Before diving deep in to parallel computing let’s get our basics straight. To begin with, let’s see what program, process and threads mean in the context of a computer.

Program: It is a collection of instructions, an executable file, residing in the secondary storage of a computer that performs a specific task when executed. Since they reside in the secondary storage they persist even when the system is turned off. For example, in a Windows machine Calculator is a program that resides in C:\windows\system32\calc.exe, likewise if you are in a Linux system ls command is a binary file stored in /bin/ls.

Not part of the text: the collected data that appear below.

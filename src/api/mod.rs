//! Network boundary.
//!
//! Every page controller talks to the server through [`ApiClient`], which
//! sits on top of a [`Transport`]. The reqwest-backed [`HttpTransport`] is
//! used in production; tests swap in a recording mock.

mod client;
mod http;
#[cfg(test)]
pub(crate) mod mock;

use async_trait::async_trait;
use serde_json::Value;

use crate::error::Result;

pub use client::ApiClient;
pub use http::HttpTransport;

/// HTTP verbs used by the API.
#[derive(Debug, Clone, Copy, PartialEq, Eq, Hash)]
pub enum Method {
    Get,
    Post,
    Put,
    Delete,
}

impl std::fmt::Display for Method {
    fn fmt(&self, f: &mut std::fmt::Formatter<'_>) -> std::fmt::Result {
        let verb = match self {
            Method::Get => "GET",
            Method::Post => "POST",
            Method::Put => "PUT",
            Method::Delete => "DELETE",
        };
        f.write_str(verb)
    }
}

/// A request relative to the server root.
#[derive(Debug, Clone, PartialEq)]
pub struct ApiRequest {
    pub method: Method,
    pub path: String,
    pub query: Vec<(String, String)>,
    pub body: Option<Value>,
}

impl ApiRequest {
    pub fn new(method: Method, path: impl Into<String>) -> Self {
        Self {
            method,
            path: path.into(),
            query: Vec::new(),
            body: None,
        }
    }

    pub fn get(path: impl Into<String>) -> Self {
        Self::new(Method::Get, path)
    }

    pub fn delete(path: impl Into<String>) -> Self {
        Self::new(Method::Delete, path)
    }

    pub fn with_query(mut self, key: &str, value: impl Into<String>) -> Self {
        self.query.push((key.to_string(), value.into()));
        self
    }

    pub fn with_body(mut self, body: Value) -> Self {
        self.body = Some(body);
        self
    }
}

/// Status and decoded body of a completed request.
///
/// `body` is `None` when the server sent nothing or something that is not
/// JSON.
#[derive(Debug, Clone, PartialEq)]
pub struct ApiResponse {
    pub status: u16,
    pub body: Option<Value>,
}

impl ApiResponse {
    pub fn is_success(&self) -> bool {
        (200..300).contains(&self.status)
    }

    /// Human readable message of an error body.
    ///
    /// The server uses `mensagem` on most routes and `erro` on a few.
    pub fn message(&self) -> Option<String> {
        let body = self.body.as_ref()?;
        ["mensagem", "erro"]
            .iter()
            .find_map(|key| body.get(key).and_then(Value::as_str))
            .map(str::to_string)
    }
}

/// Sends requests to the server.
#[async_trait]
pub trait Transport: Send + Sync {
    /// Perform one request. Errors mean no response was obtained.
    async fn send(&self, request: ApiRequest) -> Result<ApiResponse>;
}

Process: It is a running instance of a program and is always stored in the RAM, each process has its own memory, data and other resources needed to execute the program. There could be multiple processes associated with the same program, for example, each tab of your google chrome is a process by itself (you can verify it by opening Task Manager from control panel if you are using a windows machine) of the program chrome.exe residing in your secondary memory. Since processes are stored in the RAM they are lost once the system is turned off. Also, only one process can be executed at any instance of time by a single CPU, oh wait, then how did uni-processor computers, with just one processor could even work, since in a computer there are many processes (say web browser, music player, text editor, etc.) running simultaneously? just hold on to that question for some time.

Threads: It is an entity that resides within a process, every process is started with a single thread called the primary thread. It is the basic unit to which an operating system assigns the processor’s time. One or more threads can be spawned within a process and all of them share the same memory space allocated to the process and get executed within the scope of a process.

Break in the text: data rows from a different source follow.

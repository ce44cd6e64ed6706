//! Recording transport for controller tests.

use std::collections::{HashMap, VecDeque};
use std::sync::{Arc, Mutex};

use async_trait::async_trait;
use serde_json::Value;

use crate::api::{ApiRequest, ApiResponse, Method, Transport};
use crate::error::{AppError, Result};

enum Reply {
    Respond(ApiResponse),
    Fail,
}

#[derive(Default)]
struct State {
    replies: HashMap<(Method, String), VecDeque<Reply>>,
    calls: Vec<ApiRequest>,
}

/// Spy transport: replays queued answers per `(method, path)` and records
/// every request. The last queued answer for a route is reused once the
/// queue would run dry. Unknown routes answer 404.
#[derive(Clone, Default)]
pub struct MockTransport {
    state: Arc<Mutex<State>>,
}

impl MockTransport {
    pub fn new() -> Self {
        Self::default()
    }

    pub fn reply(&self, method: Method, path: &str, status: u16, body: Value) {
        self.push(
            method,
            path,
            Reply::Respond(ApiResponse {
                status,
                body: Some(body),
            }),
        );
    }

    pub fn fail(&self, method: Method, path: &str) {
        self.push(method, path, Reply::Fail);
    }

    fn push(&self, method: Method, path: &str, reply: Reply) {
        let mut state = self.state.lock().unwrap();
        state
            .replies
            .entry((method, path.to_string()))
            .or_default()
            .push_back(reply);
    }

    pub fn calls(&self) -> Vec<ApiRequest> {
        self.state.lock().unwrap().calls.clone()
    }

    pub fn count(&self, method: Method, path: &str) -> usize {
        self.state
            .lock()
            .unwrap()
            .calls
            .iter()
            .filter(|c| c.method == method && c.path == path)
            .count()
    }
}

#[async_trait]
impl Transport for MockTransport {
    async fn send(&self, request: ApiRequest) -> Result<ApiResponse> {
        let mut state = self.state.lock().unwrap();
        let key = (request.method, request.path.clone());
        state.calls.push(request);

        let Some(queue) = state.replies.get_mut(&key) else {
            return Ok(ApiResponse {
                status: 404,
                body: None,
            });
        };
        let reply = if queue.len() > 1 {
            queue.pop_front()
        } else {
            queue.front().map(|r| match r {
                Reply::Respond(response) => Reply::Respond(response.clone()),
                Reply::Fail => Reply::Fail,
            })
        };

        match reply {
            Some(Reply::Respond(response)) => Ok(response),
            Some(Reply::Fail) | None => Err(AppError::Io(std::io::Error::new(
                std::io::ErrorKind::ConnectionRefused,
                "connection refused",
            ))),
        }
    }
}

Just to give a sense of what we were discussing till now, below are the screenshots of my computer’s task manager and the resource monitor showing the number of processes and threads associated with each process that was running in my system at the instance the screenshot was taken.

Threads associated with each process is highlighted in this picture — screenshot of the Resource Monitor

More about this can be found here and here.

Multiprocessing and Multithreading

Now that we have some understanding of the basics, we are ready to see what Multiprocessing and Multithreading are:

Multiprocessing is the ability of the system to support more than one process simultaneously, if you refer to the above figure, you can see that my PC was running 331 processes at the instance the screenshot was taken. Here comes the interesting part, we already stated that a single CPU can only run one process at any instance of time, then how come my PC was able to run 331 processes? definitely, my PC doesn’t have 331 CPUs, and this is where we need to understand context switching. It is the ability of the operating system to pause and save the state of the currently running process and switch to another process for execution so that it can resume operation on the previously paused process at a later point. In reality, these switchings between processes happens at a very high speed such that no one will be able to discern it, which creates an illusion to us that our system is running multiple processes simultaneously, which is not the case in reality (and that’s how a computer with just one CPU could work, thanks to context switching). Every process has its own memory space and is quite independent, so even if one process gets corrupted, it does not have any impact on the other processes, but that comes with a cost, since every process has its own memory space, sharing objects between them becomes difficult, this is why we have IPC which is quite complicated and more overheads are involved.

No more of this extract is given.